Hacker News new | ask | show | jobs
by HALtheWise 1771 days ago
One thing I never understood is why _downsampling_ is the most efficient way to compress the data about chroma into fewer bits while maximizing perceptual accuracy. It really seems like for any given target bitrate for the chroma data, there should always be a more efficient compression scheme available than simply throwing out 3/4 of the pixels and running compression algorithms on the rest. Surely modern compression can do better with a continuous low pass filter or a adaptive compression scheme that focuses data on interesting edges or something? Maybe someone here can better explain the intuition for this. I'm similarly curious for resolution in general (i.e. why does 480p upsampled ever look better than 1080p at the same bitrate) but chroma seems like a good place to start.
4 comments

>Surely modern compression can do better

I "surely" look forward to your Show HN write up on your new compression algorithm. We've been iteratively getting better at compression for some time now. It seems like everytime it looks like we've wrung every bit out of DCT, someone comes up with some a little more clever. Wavelets looked promising, but never took off.

>why does 480p upsampled ever look better than 1080p at the same bitrate

That's a very vague question. Are you stating that you think 480p upsampled to 1080p at 1.5Mbps looks better than a source at 1080p at 1.5Mbps? I have a hard time believing this to be true.

To understand why the chroma is sub-sampled and not the luminance has to do with how the cones/rods in the eyes work. There's a lot of things you can get away with (or trick if you will) the brain in what it is seeing. Is it better to lose half the height or half the width? Is it better loose more red than green or blue?

JPEG XL doesn't perform chroma subsampling in its native color space of XYB. https://cloudinary.com/blog/how_jpeg_xl_compares_to_other_im...
It makes sense not only from biological point of view as noted in the article, but also from technological as well. Almost all color cameras use Color Filter Arrays [1], meaning that for WxH resolution you don't get WxHx3 pixel values as you would expect from RGB images which you usually consume, but only WxH (i.e. 2/3rds of RGB image data is generated, not measured).

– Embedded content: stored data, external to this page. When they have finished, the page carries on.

#[cfg(test)]
mod tests {
    use super::*;
    use crate::fetch::ResponseSource;
    use crate::test_support::{ORIGIN, ScriptedNetwork, response};
    use chrono::TimeDelta;
    use reqwest::Method;
    use swcache_core::{CACHED_AT_HEADER, CacheDb};

    const DAY: Duration = Duration::from_secs(86_400);

    async fn engine() -> (StrategyEngine, Arc<ScriptedNetwork>) {
        let db = CacheDb::open_in_memory().await.unwrap();
        let namespace = CacheNamespace::open(&db, "site-name-v1").await.unwrap();
        let network = Arc::new(ScriptedNetwork::new());
        let engine = StrategyEngine::new(namespace, network.clone(), Url::parse(ORIGIN).unwrap(), DAY);
        (engine, network)
    }

    async fn seed(engine: &StrategyEngine, path: &str, body: &str, age: TimeDelta) {
        let entry = CachedResponse::new(200, "OK", vec![], body.as_bytes().to_vec()).stamped(Utc::now() - age);
        engine
            .namespace()
            .put(&format!("{ORIGIN}{path}"), &entry)
            .await
            .unwrap();
    }

    async fn cached_body(engine: &StrategyEngine, path: &str) -> Option<Vec<u8>> {
        engine
            .namespace()
            .lookup(&format!("{ORIGIN}{path}"))
            .await
            .unwrap()
            .map(|e| e.body)
    }

    #[tokio::test]
    async fn test_cache_first_miss_fetches_and_stores() {
        let (engine, network) = engine().await;
        network.respond("/pwa/icon.png", 200, "png");

        let response = engine.handle(Strategy::CacheFirst, &Request::get("/pwa/icon.png")).await.unwrap();
        assert_eq!(response.source, ResponseSource::Network);
        assert_eq!(&response.body[..], b"png");

        let stored = engine.namespace().lookup(&format!("{ORIGIN}/pwa/icon.png")).await.unwrap().unwrap();
        assert!(stored.header(CACHED_AT_HEADER).is_some());
        assert_eq!(stored.header("content-type"), Some("text/plain"));
        assert_eq!(stored.status_text, "OK");
    }

    #[tokio::test]
    async fn test_cache_first_fresh_hit_skips_network() {
        let (engine, network) = engine().await;
        seed(&engine, "/a.css", "cached", TimeDelta::hours(1)).await;

        let response = engine.handle(Strategy::CacheFirst, &Request::get("/a.css")).await.unwrap();
        assert_eq!(response.source, ResponseSource::Cache);
        assert_eq!(&response.body[..], b"cached");
        assert_eq!(network.calls(), 0);
    }

    #[tokio::test]
    async fn test_cache_first_stale_refetches() {
        let (engine, network) = engine().await;
        seed(&engine, "/a.css", "old", TimeDelta::days(2)).await;
        network.respond("/a.css", 200, "new");

        let response = engine.handle(Strategy::CacheFirst, &Request::get("/a.css")).await.unwrap();
        assert_eq!(&response.body[..], b"new");
        assert_eq!(network.calls(), 1);
        assert_eq!(cached_body(&engine, "/a.css").await.unwrap(), b"new");
    }

    #[tokio::test]
    async fn test_cache_first_stale_served_when_offline() {
        let (engine, network) = engine().await;
        seed(&engine, "/a.css", "old", TimeDelta::days(2)).await;
        network.set_offline(true);

        let response = engine.handle(Strategy::CacheFirst, &Request::get("/a.css")).await.unwrap();
        assert_eq!(response.source, ResponseSource::Cache);
        assert_eq!(&response.body[..], b"old");
    }

    #[tokio::test]
    async fn test_cache_first_prefers_stale_over_error_status() {
        let (engine, network) = engine().await;
        seed(&engine, "/a.css", "old", TimeDelta::days(2)).await;
        network.respond("/a.css", 500, "boom");

        let response = engine.handle(Strategy::CacheFirst, &Request::get("/a.css")).await.unwrap();
        assert_eq!(&response.body[..], b"old");
        assert_eq!(cached_body(&engine, "/a.css").await.unwrap(), b"old");
    }

    #[tokio::test]
    async fn test_cache_first_offline_miss_is_error() {
        let (engine, network) = engine().await;
        network.set_offline(true);
        let result = engine.handle(Strategy::CacheFirst, &Request::get("/missing")).await;
        assert!(result.unwrap_err().is_network());
    }

    #[tokio::test]
    async fn test_cache_first_unstamped_entry_is_not_fresh() {
        let (engine, network) = engine().await;
        let foreign = CachedResponse::new(200, "OK", vec![], b"foreign".to_vec());
        engine.namespace().put(&format!("{ORIGIN}/f"), &foreign).await.unwrap();
        network.respond("/f", 200, "fresh");

        let response = engine.handle(Strategy::CacheFirst, &Request::get("/f")).await.unwrap();
        assert_eq!(&response.body[..], b"fresh");
        assert_eq!(network.calls(), 1);
    }

    #[tokio::test]
    async fn test_opaque_returned_uncached() {
        let (engine, network) = engine().await;
        let url = "https://cdn.example.net/lib.js";
        network.respond_with(url, crate::fetch::Response::opaque(url));

        let response = engine.handle(Strategy::CacheFirst, &Request::get(url)).await.unwrap();
        assert!(response.is_opaque());
        assert!(engine.namespace().lookup(url).await.unwrap().is_none());
    }

    #[tokio::test]
    async fn test_network_first_caches_ok_only() {
        let (engine, network) = engine().await;
        network.respond("/page", 200, "page");
        network.respond("/gone", 404, "nope");

        engine.handle(Strategy::NetworkFirst, &Request::get("/page")).await.unwrap();
        let missing = engine.handle(Strategy::NetworkFirst, &Request::get("/gone")).await.unwrap();

        assert_eq!(missing.status, 404);
        assert_eq!(cached_body(&engine, "/page").await.unwrap(), b"page");
        assert!(cached_body(&engine, "/gone").await.is_none());
    }

    #[tokio::test]
    async fn test_network_first_falls_back_to_cache() {
        let (engine, network) = engine().await;
        seed(&engine, "/page", "offline copy", TimeDelta::days(3)).await;
        network.set_offline(true);

        let response = engine.handle(Strategy::NetworkFirst, &Request::get("/page")).await.unwrap();
        assert_eq!(&response.body[..], b"offline copy");

        let result = engine.handle(Strategy::NetworkFirst, &Request::get("/other")).await;
        assert!(result.is_err());
    }

    #[tokio::test]
    async fn test_no_store_not_cached() {
        let (engine, network) = engine().await;
        let mut private = response(&format!("{ORIGIN}/me"), 200, "me");
        private.headers.push(("Cache-Control".into(), "no-store".into()));
        network.respond_with("/me", private);

        engine.handle(Strategy::NetworkFirst, &Request::get("/me")).await.unwrap();
        assert!(cached_body(&engine, "/me").await.is_none());
    }

    #[tokio::test]
    async fn test_swr_serves_cache_and_refreshes() {
        let (engine, network) = engine().await;
        seed(&engine, "/feed", "v1", TimeDelta::days(5)).await;
        network.respond("/feed", 200, "v2");

        let response = engine
            .handle(Strategy::StaleWhileRevalidate, &Request::get("/feed"))
            .await
            .unwrap();
        assert_eq!(&response.body[..], b"v1");

        for _ in 0..100 {
            if cached_body(&engine, "/feed").await.as_deref() == Some(b"v2".as_slice()) {
                return;
            }
            tokio::time::sleep(Duration::from_millis(10)).await;
        }
        panic!("background revalidation never updated the cache");
    }

    #[tokio::test]
    async fn test_swr_revalidate_keeps_entry_on_error_status() {
        let (engine, network) = engine().await;
        seed(&engine, "/feed", "v1", TimeDelta::minutes(1)).await;
        network.respond("/feed", 503, "down");

        let url = Url::parse(&format!("{ORIGIN}/feed")).unwrap();
        engine.revalidate(&Request::get("/feed"), &url).await;
        assert_eq!(cached_body(&engine, "/feed").await.unwrap(), b"v1");

        network.set_offline(true);
        engine.spawn_revalidate(Request::get("/feed"), url).await.unwrap();
        assert_eq!(cached_body(&engine, "/feed").await.unwrap(), b"v1");
    }

    #[tokio::test]
    async fn test_swr_miss_returns_network_response() {
        let (engine, network) = engine().await;
        network.respond("/new", 500, "err");

        let response = engine
            .handle(Strategy::StaleWhileRevalidate, &Request::get("/new"))
            .await
            .unwrap();
        assert_eq!(response.status, 500);
        assert!(cached_body(&engine, "/new").await.is_none());
    }

    #[tokio::test]
    async fn test_network_only_failure_is_no_content() {
        let (engine, network) = engine().await;
        network.set_offline(true);

        let response = engine.handle(Strategy::NetworkOnly, &Request::get("/beacon")).await.unwrap();
        assert_eq!(response.status, 204);
        assert_eq!(response.source, ResponseSource::Synthetic);
        assert!(cached_body(&engine, "/beacon").await.is_none());
    }

    #[tokio::test]
    async fn test_network_only_never_writes() {
        let (engine, network) = engine().await;
        network.respond("/live", 200, "live");
        engine.handle(Strategy::NetworkOnly, &Request::get("/live")).await.unwrap();
        assert!(cached_body(&engine, "/live").await.is_none());
    }

    #[tokio::test]
    async fn test_cache_only() {
        let (engine, network) = engine().await;
        seed(&engine, "/offline.html", "offline", TimeDelta::days(30)).await;

        let hit = engine.handle(Strategy::CacheOnly, &Request::get("/offline.html")).await.unwrap();
        assert_eq!(&hit.body[..], b"offline");

        let miss = engine.handle(Strategy::CacheOnly, &Request::get("/nothing")).await.unwrap();
        assert_eq!(miss.status, 504);
        assert_eq!(network.calls(), 0);
    }

    #[tokio::test]
    async fn test_non_get_goes_to_network() {
        let (engine, network) = engine().await;
        seed(&engine, "/api", "cached", TimeDelta::minutes(1)).await;
        network.respond("/api", 200, "posted");

        let response = engine
            .handle(Strategy::CacheOnly, &Request::new(Method::POST, "/api"))
            .await
            .unwrap();
        assert_eq!(&response.body[..], b"posted");
        assert_eq!(network.calls(), 1);
    }
}
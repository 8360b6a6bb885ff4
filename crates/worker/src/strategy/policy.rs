//! Which responses may be written to the cache.

use url::Url;

use crate::fetch::{Response, is_http};

/// Why a response was not written.
#[derive(Debug, Clone, Copy, PartialEq, Eq)]
pub enum SkipReason {
    Opaque,
    Redirected,
    NoStore,
    UnsupportedScheme,
}

impl SkipReason {
    pub fn as_str(&self) -> &'static str {
        match self {
            SkipReason::Opaque => "opaque",
            SkipReason::Redirected => "redirected",
            SkipReason::NoStore => "no-store",
            SkipReason::UnsupportedScheme => "unsupported-scheme",
        }
    }
}

/// Check a response against the store policy.
///
/// Status is not checked here; each strategy decides which statuses it keeps.
pub fn check_storable(request_url: &Url, response: &Response) -> Result<(), SkipReason> {
    if !is_http(request_url) {
        return Err(SkipReason::UnsupportedScheme);
    }
    if response.is_opaque() {
        return Err(SkipReason::Opaque);
    }
    if response.redirected {
        return Err(SkipReason::Redirected);
    }
    let no_store = response
        .headers
        .iter()
        .filter(|(name, _)| name.eq_ignore_ascii_case("cache-control"))
        .flat_map(|(_, value)| value.split(','))
        .any(|directive| directive.trim().eq_ignore_ascii_case("no-store"));
    if no_store {
        return Err(SkipReason::NoStore);
    }
    Ok(())
}
//! Core types and shared functionality for swcache.
//!
//! This crate provides:
//! - Durable cache namespaces and worker state with a SQLite backend
//! - Unified error types
//! - Configuration structures

pub mod cache;
pub mod config;
pub mod error;

pub use cache::{CACHED_AT_HEADER, CacheDb, CacheNamespace, CachedResponse, CleanupState};
pub use config::{AppConfig, ConfigError, Environment, RuleConfig, Strategy};
pub use error::Error;
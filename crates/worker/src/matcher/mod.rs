//! Request classification.
//!
//! Decides, for a request URL, whether it may touch the cache and which
//! strategy handles it:
//!
//! 1. URLs that do not resolve are never cached.
//! 2. Exclusion globs, tested on the path and on path+query, win over every rule.
//! 3. Rules are tested in order against the absolute URL and the path; the
//!    first match wins.
//! 4. Unmatched preload URLs fall back to cache-first; anything else goes to
//!    the network uncached.

pub mod glob;

use std::sync::Arc;

use regex::Regex;
use swcache_core::{AppConfig, Error, Strategy};
use url::Url;

use crate::fetch::resolve;

pub use glob::glob_to_regex;

/// A compiled rule.
#[derive(Debug, Clone)]
pub struct Rule {
    pattern: Regex,
    strategy: Strategy,
}

impl Rule {
    pub fn new(pattern: &str, strategy: Strategy) -> Result<Self, Error> {
        let pattern = Regex::new(pattern).map_err(|e| Error::InvalidPattern(format!("{pattern}: {e}")))?;
        Ok(Self { pattern, strategy })
    }

    pub fn strategy(&self) -> Strategy {
        self.strategy
    }

    pub fn pattern(&self) -> &str {
        self.pattern.as_str()
    }

    fn matches(&self, url: &Url) -> bool {
        self.pattern.is_match(url.as_str()) || self.pattern.is_match(url.path())
    }
}

/// Paths that are never cached.
#[derive(Debug, Clone, Default)]
pub struct ExclusionList {
    patterns: Vec<Regex>,
}

impl ExclusionList {
    pub fn new<S: AsRef<str>>(globs: &[S]) -> Result<Self, Error> {
        let patterns = globs
            .iter()
            .map(|g| glob_to_regex(g.as_ref()))
            .collect::<Result<Vec<_>, _>>()?;
        Ok(Self { patterns })
    }

    pub fn is_excluded(&self, url: &Url) -> bool {
        let path = url.path();
        let path_and_query = match url.query() {
            Some(query) => format!("{path}?{query}"),
            None => path.to_string(),
        };
        self.patterns
            .iter()
            .any(|re| re.is_match(path) || re.is_match(&path_and_query))
    }
}

/// Outcome of classifying a URL, with the reason.
#[derive(Debug, Clone, Copy, PartialEq, Eq)]
pub enum Classification {
    /// The URL did not parse or resolve.
    Invalid,
    /// An exclusion glob matched.
    Excluded,
    /// Rule at `index` matched.
    Rule { index: usize, strategy: Strategy },
    /// No rule matched but the URL is on the preload list.
    Preload,
    /// Nothing matched.
    Unmatched,
}

impl Classification {
    pub fn strategy(&self) -> Option<Strategy> {
        match self {
            Classification::Rule { strategy, .. } => Some(*strategy),
            Classification::Preload => Some(Strategy::CacheFirst),
            Classification::Invalid | Classification::Excluded | Classification::Unmatched => None,
        }
    }
}

/// Ordered rule list, exclusion list and preload list.
///
/// Immutable once built.
#[derive(Debug, Clone)]
pub struct PatternMatcher {
    origin: Url,
    rules: Arc<[Rule]>,
    exclusions: ExclusionList,
    preload: Arc<[Url]>,
}

impl PatternMatcher {
    pub fn new(origin: Url, rules: Vec<Rule>, exclusions: ExclusionList, preload: Vec<Url>) -> Self {
        Self { origin, rules: rules.into(), exclusions, preload: preload.into() }
    }

    /// Compile the rule, exclusion and preload lists from configuration.
    pub fn from_config(config: &AppConfig) -> Result<Self, Error> {
        let origin = config.origin_url().map_err(|e| Error::InvalidUrl(e.to_string()))?;

        let rules = config
            .rules
            .iter()
            .map(|rule| Rule::new(&rule.pattern, config.rule_strategy(rule)))
            .collect::<Result<Vec<_>, _>>()?;

        let exclusions = ExclusionList::new(&config.exclusions)?;

        let preload = config
            .preload_urls
            .iter()
            .map(|u| resolve(&origin, u).map_err(|e| Error::InvalidUrl(format!("{u}: {e}"))))
            .collect::<Result<Vec<_>, _>>()?;

        Ok(Self::new(origin, rules, exclusions, preload))
    }

    pub fn origin(&self) -> &Url {
        &self.origin
    }

    pub fn rules(&self) -> &[Rule] {
        &self.rules
    }

    /// Preload URLs, resolved against the origin.
    pub fn preload_urls(&self) -> &[Url] {
        &self.preload
    }

    /// Strategy for `url`, or `None` to bypass the cache entirely.
    pub fn classify(&self, url: &str) -> Option<Strategy> {
        self.explain(url).strategy()
    }

    /// Classify `url` and report why.
    pub fn explain(&self, url: &str) -> Classification {
        let url = match resolve(&self.origin, url) {
            Ok(url) => url,
            Err(e) => {
                tracing::warn!(url, error = %e, "unparseable request URL; passing through");
                return Classification::Invalid;
            }
        };
        self.explain_url(&url)
    }

    /// Classify an already-resolved URL.
    pub fn explain_url(&self, url: &Url) -> Classification {
        if self.exclusions.is_excluded(url) {
            return Classification::Excluded;
        }

        if let Some((index, rule)) = self.rules.iter().enumerate().find(|(_, rule)| rule.matches(url)) {
            return Classification::Rule { index, strategy: rule.strategy };
        }

        let preloaded = self
            .preload
            .iter()
            .any(|p| p.origin() == url.origin() && p.path() == url.path());
        if preloaded { Classification::Preload } else { Classification::Unmatched }
    }
}
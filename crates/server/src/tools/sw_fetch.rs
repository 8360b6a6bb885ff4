//! sw_fetch tool implementation.
//!
//! Sends a request through the worker as a page would, so the configured
//! rules and strategies decide between cache and network.

use rmcp::{ErrorData as McpError, model::CallToolResult};
use schemars::JsonSchema;
use serde::{Deserialize, Serialize};
use swcache_core::Error;
use swcache_worker::{Credentials, Event, Method, Request, RequestMode, WorkerContext};

use super::json_result;

/// Input parameters for the sw_fetch tool.
#[derive(Debug, Clone, Serialize, Deserialize, JsonSchema)]
pub struct SwFetchParams {
    /// Absolute URL, or a path relative to the configured origin.
    pub url: String,

    /// HTTP method (default: GET). Only GET requests use the cache.
    #[serde(default = "default_method")]
    pub method: String,

    /// Request mode: "no-cors" (default), "cors" or "same-origin".
    #[serde(default)]
    pub mode: Option<String>,

    /// Credentials policy: "same-origin" (default), "include" or "omit".
    #[serde(default)]
    pub credentials: Option<String>,

    /// Extra request headers.
    #[serde(default)]
    pub headers: Vec<(String, String)>,
}

fn default_method() -> String {
    "GET".into()
}

/// Output structure for the sw_fetch tool.
#[derive(Debug, Clone, Serialize, Deserialize, JsonSchema)]
pub struct SwFetchOutput {
    /// Final URL after redirects.
    pub url: String,
    pub status: u16,
    pub status_text: String,
    /// "network", "cache" or "synthetic".
    pub source: String,
    /// "basic", "cors", "opaque" or "default".
    pub kind: String,
    pub redirected: bool,
    /// Strategy the rules selected, if the request was cacheable.
    pub strategy: Option<String>,
    pub headers: Vec<(String, String)>,
    /// Body decoded as UTF-8, lossily.
    pub body: String,
}

fn parse_mode(mode: Option<&str>) -> Result<RequestMode, Error> {
    match mode.unwrap_or("no-cors") {
        "no-cors" => Ok(RequestMode::NoCors),
        "cors" => Ok(RequestMode::Cors),
        "same-origin" => Ok(RequestMode::SameOrigin),
        other => Err(Error::InvalidInput(format!("unsupported mode: {other}"))),
    }
}

fn parse_credentials(credentials: Option<&str>) -> Result<Credentials, Error> {
    match credentials.unwrap_or("same-origin") {
        "same-origin" => Ok(Credentials::SameOrigin),
        "include" => Ok(Credentials::Include),
        "omit" => Ok(Credentials::Omit),
        other => Err(Error::InvalidInput(format!("unsupported credentials: {other}"))),
    }
}

fn label<T: Serialize>(value: T) -> String {
    serde_json::to_value(value)
        .ok()
        .and_then(|v| v.as_str().map(str::to_string))
        .unwrap_or_default()
}

/// Implementation of the sw_fetch tool.
pub async fn fetch_impl(ctx: &WorkerContext, params: SwFetchParams) -> Result<CallToolResult, McpError> {
    if params.url.trim().is_empty() {
        return Err(Error::InvalidInput("url cannot be empty".into()).into());
    }

    let method = Method::from_bytes(params.method.to_ascii_uppercase().as_bytes())
        .map_err(|e| Error::InvalidInput(format!("invalid method {}: {e}", params.method)))?;

    let mut request = Request::new(method, params.url.clone())
        .with_mode(parse_mode(params.mode.as_deref())?)
        .with_credentials(parse_credentials(params.credentials.as_deref())?);
    request.headers = params.headers;

    let strategy = if request.is_get() { ctx.matcher().classify(&request.url) } else { None };

    let response = ctx
        .dispatch(Event::Fetch(request))
        .await?
        .ok_or_else(|| Error::InvalidInput("fetch produced no response".into()))?;

    let output = SwFetchOutput {
        url: response.url.clone(),
        status: response.status,
        status_text: response.status_text.clone(),
        source: label(response.source),
        kind: label(response.kind),
        redirected: response.redirected,
        strategy: strategy.map(|s| s.as_str().to_string()),
        headers: response.headers.clone(),
        body: String::from_utf8_lossy(&response.body).into_owned(),
    };

    json_result(&output)
}
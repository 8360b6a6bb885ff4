//! Strategy names and the declarative rule list.

use std::fmt;

use serde::{Deserialize, Serialize};

/// A fetch strategy applied to a classified request.
#[derive(Debug, Clone, Copy, PartialEq, Eq, Hash, Serialize, Deserialize, schemars::JsonSchema)]
#[serde(rename_all = "kebab-case")]
pub enum Strategy {
    /// Serve a fresh cached entry, otherwise go to the network.
    CacheFirst,
    /// Go to the network, fall back to the cache when it fails.
    NetworkFirst,
    /// Serve the cached entry now and refresh it in the background.
    StaleWhileRevalidate,
    /// Never touch the cache.
    NetworkOnly,
    /// Never touch the network.
    CacheOnly,
}

impl Strategy {
    pub fn as_str(&self) -> &'static str {
        match self {
            Strategy::CacheFirst => "cache-first",
            Strategy::NetworkFirst => "network-first",
            Strategy::StaleWhileRevalidate => "stale-while-revalidate",
            Strategy::NetworkOnly => "network-only",
            Strategy::CacheOnly => "cache-only",
        }
    }
}

impl fmt::Display for Strategy {
    fn fmt(&self, f: &mut fmt::Formatter<'_>) -> fmt::Result {
        f.write_str(self.as_str())
    }
}

/// Deployment mode.
///
/// Development shortens the expiration window to one minute and prefers
/// network-first for rules that do not name a strategy.
#[derive(Debug, Clone, Copy, PartialEq, Eq, Default, Serialize, Deserialize, schemars::JsonSchema)]
#[serde(rename_all = "lowercase")]
pub enum Environment {
    #[default]
    Production,
    Development,
}

impl Environment {
    pub fn as_str(&self) -> &'static str {
        match self {
            Environment::Production => "production",
            Environment::Development => "development",
        }
    }

    /// Strategy for rules that leave theirs unset.
    pub fn default_strategy(&self) -> Strategy {
        match self {
            Environment::Production => Strategy::StaleWhileRevalidate,
            Environment::Development => Strategy::NetworkFirst,
        }
    }
}

/// One entry of the ordered rule list.
///
/// `pattern` is a regular expression tested against both the absolute URL
/// and the path of a request.
#[derive(Debug, Clone, PartialEq, Eq, Serialize, Deserialize)]
pub struct RuleConfig {
    pub pattern: String,

    /// `None` selects [`Environment::default_strategy`].
    #[serde(default)]
    pub strategy: Option<Strategy>,
}

impl RuleConfig {
    pub fn new(pattern: impl Into<String>, strategy: Option<Strategy>) -> Self {
        Self { pattern: pattern.into(), strategy }
    }
}

pub(crate) fn default_rules() -> Vec<RuleConfig> {
    vec![
        // PWA assets
        RuleConfig::new(r"^/pwa/.+\.(png|jpg|jpeg|webp)$", Some(Strategy::CacheFirst)),
        // Astro build output
        RuleConfig::new(
            r"^/_astro/.+\.(css|js|png|webp|jpg|jpeg|gif|svg|woff|woff2|eot|ttf|otf)$",
            Some(Strategy::CacheFirst),
        ),
        RuleConfig::new(r"^https://fonts\.googleapis\.com/", Some(Strategy::CacheFirst)),
        RuleConfig::new(r"^https://fonts\.gstatic\.com/", Some(Strategy::CacheFirst)),
        // Homepage, then the catch-all. Keep the catch-all last.
        RuleConfig::new(r"^/$", None),
        RuleConfig::new(r"^/.*$", None),
    ]
}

With 4:4:4 sampling you have 12 values per 2x2 block, even though only 4 values have been measured by camera for it. Meanwhile with 4:2:0 sub-sampling you have 6 values, which is still bigger than 4, but quite convenient for processing in Y-based color spaces.

[1]: https://en.wikipedia.org/wiki/Color_filter_array

I have had the same thought. Why not do away with chroma subsampling and just compress the chroma planes more heavily than the luma plane? Does heavy compression perform worse than just throwing away 3/4 of the data?